Protecting part-timers

7 April 2000



Proposed regulations to protect part-time employees could soon be law. Jonathan Exten-Wright explains.


The Part-Time Employees Regulations could be in force by June. They are still in the consultation stage but on past experience consultation rarely leads to change. A part-time employee is defined by reference to a full-time employee.

It will be unlawful for a part-time employee to be treated less favourably than a full-time employee simply because he works part-time. The only exception will be where the difference in treatment can be justified on “objective grounds”. Part-time employees should not be treated detrimentally, whether “by act or omission.” Treatment

The Regulations compare the treatment of a part-timer to that of a full-time employee in a comparable job, doing the same or broadly similar work, and who has broadly similar qualifications, skills and experience. The full-timer used as a reference should work at the same establishment, but where there is no full-time employee at the relevant work place, then someone at a different establishment could be used. The need for a comparison is similar to that required by discrimination and equal-pay law.

An employee may request a written statement from his employer if he believes that he has been treated less favourably because he is part time and the statement can be used at a tribunal. The Regulations will have a direct effect on pay. Part-time employees must not receive a lower basic-rate than comparable full-time employees. There is an exception to the rule if the lower rate is “objectively justifiable”. As an example, the DTI’s consultation paper cites a performance-related pay scheme measured by a fair and consistent appraisal system.

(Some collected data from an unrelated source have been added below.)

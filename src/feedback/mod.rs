//! Feedback and observation: what collaborators hear about the game.
//!
//! ## Key Types
//!
//! - `Signal` / `SignalEvent`: `Match`, `Mismatch`, `Won`, `Celebrate`
//! - `FeedbackSink`: audio/visual cue subscriber, allowed to fail
//! - `SnapshotObserver`: rendering subscriber
//! - `Subscribers`: fan-out that swallows sink failures
//!
//! Delivery is one-way. Subscribers get shared references and have no path
//! back into the game state.

pub mod hub;
pub mod signal;
pub mod sink;

pub use hub::Subscribers;
pub use signal::{Signal, SignalEvent};
pub use sink::{FeedbackError, FeedbackSink, SignalLog, SnapshotLog, SnapshotObserver};
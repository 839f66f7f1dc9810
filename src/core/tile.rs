//! Tiles: one physical card occupying one slot of the shuffled deck.
//!
//! A tile carries only what is fixed for the whole game: where it sits and
//! which item it shows. Whether it is face-up is derived from the game
//! state, never stored on the tile.

use serde::{Deserialize, Serialize};

use super::item::ItemId;

/// Index of a tile in the deck (`0..2N`).
#[derive(Clone, Copy, Debug, PartialEq, Eq, Hash, PartialOrd, Ord, Serialize, Deserialize)]
#[serde(transparent)]
pub struct Position(pub u32);

impl Position {
    /// Create a new position.
    #[must_use]
    pub const fn new(index: u32) -> Self {
        Self(index)
    }

    /// Get the raw index.
    #[must_use]
    pub const fn raw(self) -> u32 {
        self.0
    }

    /// The index as a `usize` for slice access.
    #[must_use]
    pub const fn index(self) -> usize {
        self.0 as usize
    }
}

impl std::fmt::Display for Position {
    fn fmt(&self, f: &mut std::fmt::Formatter<'_>) -> std::fmt::Result {
        write!(f, "Pos({})", self.0)
    }
}

/// One card instance in the deck.
#[derive(Clone, Copy, Debug, PartialEq, Eq, Hash, Serialize, Deserialize)]
pub struct Tile {
    /// Slot in the deck, stable for the game's duration.
    pub position: Position,

    /// The item shown on the face. Exactly one other tile shares it.
    pub item: ItemId,
}

impl Tile {
    /// Create a new tile.
    #[must_use]
    pub const fn new(position: Position, item: ItemId) -> Self {
        Self { position, item }
    }

    /// Check if two tiles form a pair.
    #[must_use]
    pub fn pairs_with(&self, other: &Tile) -> bool {
        self.item == other.item && self.position != other.position
    }
}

Once part-timers have worked more than the normal full-time hours, they become entitled to receive the same hourly over-time rate as comparable full-time employees. There will not be any such increase until they have reached their normal level of hours worked.

Generally, part-time employees must have the same benefits, pro-rata, as full-time employees and should not be treated less favourably for sick pay or maternity pay, in the length of service required to qualify for payment, or the duration of payment. Employers must not discriminate between full-time and part-time employees over access to pension schemes, and part-time staff should have their benefits from the scheme calculated pro-rata to full-time employees. In some schemes, the rules may need to be revised to ensure compliance.

Employers must not exclude part-timers from training schemes, simply because they work part-time.

Part-time staff are entitled to the minimum statutory annual, maternity and parental leave and time off for dependants.

Where statutory rights have been improved under the terms of a contract, part-time employees should have the same rights, pro-rata, as their full-time colleagues.

The contractual holiday entitlement for part-time staff should be pro-rata to that of full-time employees. Similarly, contractual maternity and parental leave, if there is such, should be available to both part-time and full-time employees.

Career break schemes, are also included in the Regulations and should be available to part-time staff, unless their exclusion can be objectively justified. The criteria used for redundancy must be objective and part- time employees must not be treated less favourably.

There are several circumstances where an employee’s dismissal will be automatically treated as unfair, and these apply irrespective of the length of service.

This will happen where an employee was dismissed for any of the following reasons: they brought proceedings against the employer under the Regulations; asked for a written statement of reasons for different treatment; gave evidence or information in connection with proceedings being brought against the employer; acted under the Regulations in relation to the employer, in any other way or they alleged that the employer had infringed the Regulations, or the employee refused to forgo a right. Unfair dismissal could also apply where the employer believed or suspected that the employee intended to take such action.

Remedies

An employee can bring a complaint to an employment tribunal within three months alleging that there has been less favourable treatment. Where claims are made beyond the time limit, the tribunal will have a wider discretion than it does in cases of unfair dismissal, to allow the claim to proceed where it is “just and equitable” to do so.

An employment tribunal can order employers to pay compensation, and can also recommend a course of action. Failure to follow this can increase the compensation. The amount of compensation will take account of the infringement itself and any loss suffered as a result. This includes expenses reasonably incurred and any benefit that has been lost because of the infringement. There is no limit on the loss, but unlike discrimination claims, an award will not include compensation for injury to feelings.

Beware

In the past, part-timers have successfully brought claims on the basis of indirect sex-discrimination. Statistically, more women than men are likely to be part timers and so any condition or requirement with which they cannot comply is likely to have a disproportionally adverse effect.

The provision of regulations specifically relating to part-timers may prove attractive to potential litigants. The substance of the proposed regulations may not be that radical, given the case law that has arisen from indirect discrimination claims. Nonetheless, this now provides a direct freestanding ability to bring a claim for any loss suffered, without the emotive label of discrimination. These regulations are more straightforward and likely to lead to a greater awareness amongst part-timers of their rights.

Jonathan Exten-Wright is a Partner in the Employment Department of Dibb Lupton Alsop.